WHAT TO DO: Look through the listing and locate every line containing the word "Some"; copy those lines.
---------------
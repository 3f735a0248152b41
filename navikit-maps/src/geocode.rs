//! Address → coordinate conversion.
//!
//! Wire format: top-level `status` string discriminant, `"OK"` on success,
//! with an `errorMessage` alongside on failure.

use navikit_gateway::HttpTransport;
use serde::Deserialize;
use tracing::debug;

use crate::client::MapsClient;
use crate::endpoints;
use crate::error::MapsError;

// ============================================================================
// Request
// ============================================================================

/// Parameters for a geocode lookup.
#[derive(Debug, Clone, Default)]
pub struct GeocodeRequest {
    /// Address to search (road or lot-number address).
    pub query: String,
    /// Center coordinate biasing the search, `"lon,lat"`.
    pub coordinate: Option<String>,
    /// Result filter, e.g. `"HCODE:1168000000"`.
    pub filter: Option<String>,
    /// Response language (`ko`, `en`, `ja`, `zh`).
    pub language: Option<String>,
    /// Page number, 1-based.
    pub page: Option<u32>,
    /// Results per page (max 100).
    pub count: Option<u32>,
}

// ============================================================================
// Wire Types
// ============================================================================

/// Raw geocode response envelope.
#[derive(Debug, Clone, Deserialize)]
#[serde(rename_all = "camelCase")]
pub struct GeocodeResponse {
    /// `"OK"` on success.
    pub status: String,
    /// Failure detail, present when `status` is not `"OK"`.
    #[serde(default)]
    pub error_message: Option<String>,
    /// Paging metadata.
    #[serde(default)]
    pub meta: GeocodeMeta,
    /// Matched addresses.
    #[serde(default)]
    pub addresses: Vec<GeocodeAddress>,
}

/// Paging metadata.
#[derive(Debug, Clone, Default, Deserialize)]
#[serde(rename_all = "camelCase")]
pub struct GeocodeMeta {
    /// Total number of matches.
    #[serde(default)]
    pub total_count: u32,
    /// Current page, 1-based.
    #[serde(default)]
    pub page: u32,
    /// Matches on this page.
    #[serde(default)]
    pub count: u32,
}

/// One matched address.
#[derive(Debug, Clone, Deserialize)]
#[serde(rename_all = "camelCase")]
pub struct GeocodeAddress {
    /// Road-name address, may be empty.
    #[serde(default)]
    pub road_address: String,
    /// Lot-number address, may be empty.
    #[serde(default)]
    pub jibun_address: String,
    /// Romanized address.
    #[serde(default)]
    pub english_address: String,
    /// Longitude as a decimal string.
    pub x: String,
    /// Latitude as a decimal string.
    pub y: String,
}

impl GeocodeResponse {
    /// Applies the envelope check and strips the wire envelope.
    pub fn into_result(self) -> Result<GeocodeResult, MapsError> {
        if self.status != "OK" {
            let message = self
                .error_message
                .unwrap_or_else(|| "unknown error".to_string());
            return Err(MapsError::Api(format!("Address search failed: {message}")));
        }
        Ok(GeocodeResult {
            total_count: self.meta.total_count,
            page: self.meta.page,
            addresses: self.addresses,
        })
    }
}

// ============================================================================
// Result
// ============================================================================

/// Checked geocode result.
#[derive(Debug, Clone)]
pub struct GeocodeResult {
    /// Total number of matches across all pages.
    pub total_count: u32,
    /// Current page.
    pub page: u32,
    /// Matched addresses; may be empty.
    pub addresses: Vec<GeocodeAddress>,
}

// ============================================================================
// Client Method
// ============================================================================

impl<T: HttpTransport> MapsClient<T> {
    /// Converts an address to coordinates.
    ///
    /// # Errors
    ///
    /// Gateway failures, a failure envelope, or a malformed body.
    pub async fn geocode(&self, request: &GeocodeRequest) -> Result<GeocodeResult, MapsError> {
        let mut params: Vec<(&str, String)> = vec![("query", request.query.clone())];
        if let Some(coordinate) = &request.coordinate {
            params.push(("coordinate", coordinate.clone()));
        }
        if let Some(filter) = &request.filter {
            params.push(("filter", filter.clone()));
        }
        if let Some(language) = &request.language {
            params.push(("language", language.clone()));
        }
        if let Some(page) = request.page {
            params.push(("page", page.to_string()));
        }
        if let Some(count) = request.count {
            params.push(("count", count.to_string()));
        }

        debug!(query = %request.query, "geocode lookup");
        let response: GeocodeResponse = self.get_json(endpoints::GEOCODE, &params).await?;
        response.into_result()
    }
}

// ============================================================================
// Tests
// ============================================================================

#[cfg(test)]
mod tests {
    use super::*;
    use serde_json::json;

    #[test]
    fn ok_envelope_passes_through() {
        let wire: GeocodeResponse = serde_json::from_value(json!({
            "status": "OK",
            "meta": {"totalCount": 1, "page": 1, "count": 1},
            "addresses": [{
                "roadAddress": "152 Teheran-ro, Gangnam-gu, Seoul",
                "jibunAddress": "737 Yeoksam-dong, Gangnam-gu, Seoul",
                "englishAddress": "152, Teheran-ro, Gangnam-gu, Seoul",
                "x": "127.0368",
                "y": "37.5085"
            }]
        }))
        .unwrap();

        let result = wire.into_result().unwrap();
        assert_eq!(result.total_count, 1);
        assert_eq!(result.addresses[0].x, "127.0368");
    }

    #[test]
    fn failure_envelope_becomes_api_error() {
        let wire: GeocodeResponse = serde_json::from_value(json!({
            "status": "INVALID_REQUEST",
            "errorMessage": "query is empty"
        }))
        .unwrap();

        let err = wire.into_result().unwrap_err();
        assert!(matches!(err, MapsError::Api(message) if message.contains("query is empty")));
    }

    #[test]
    fn missing_error_message_falls_back() {
        let wire: GeocodeResponse =
            serde_json::from_value(json!({"status": "SYSTEM_ERROR"})).unwrap();
        let err = wire.into_result().unwrap_err();
        assert!(matches!(err, MapsError::Api(message) if message.contains("unknown error")));
    }
}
---------------
REPLY TO THE TASK:
        if let Some(coordinate) = &request.coordinate {
        if let Some(filter) = &request.filter {
        if let Some(language) = &request.language {
        if let Some(page) = request.page {
        if let Some(count) = request.count {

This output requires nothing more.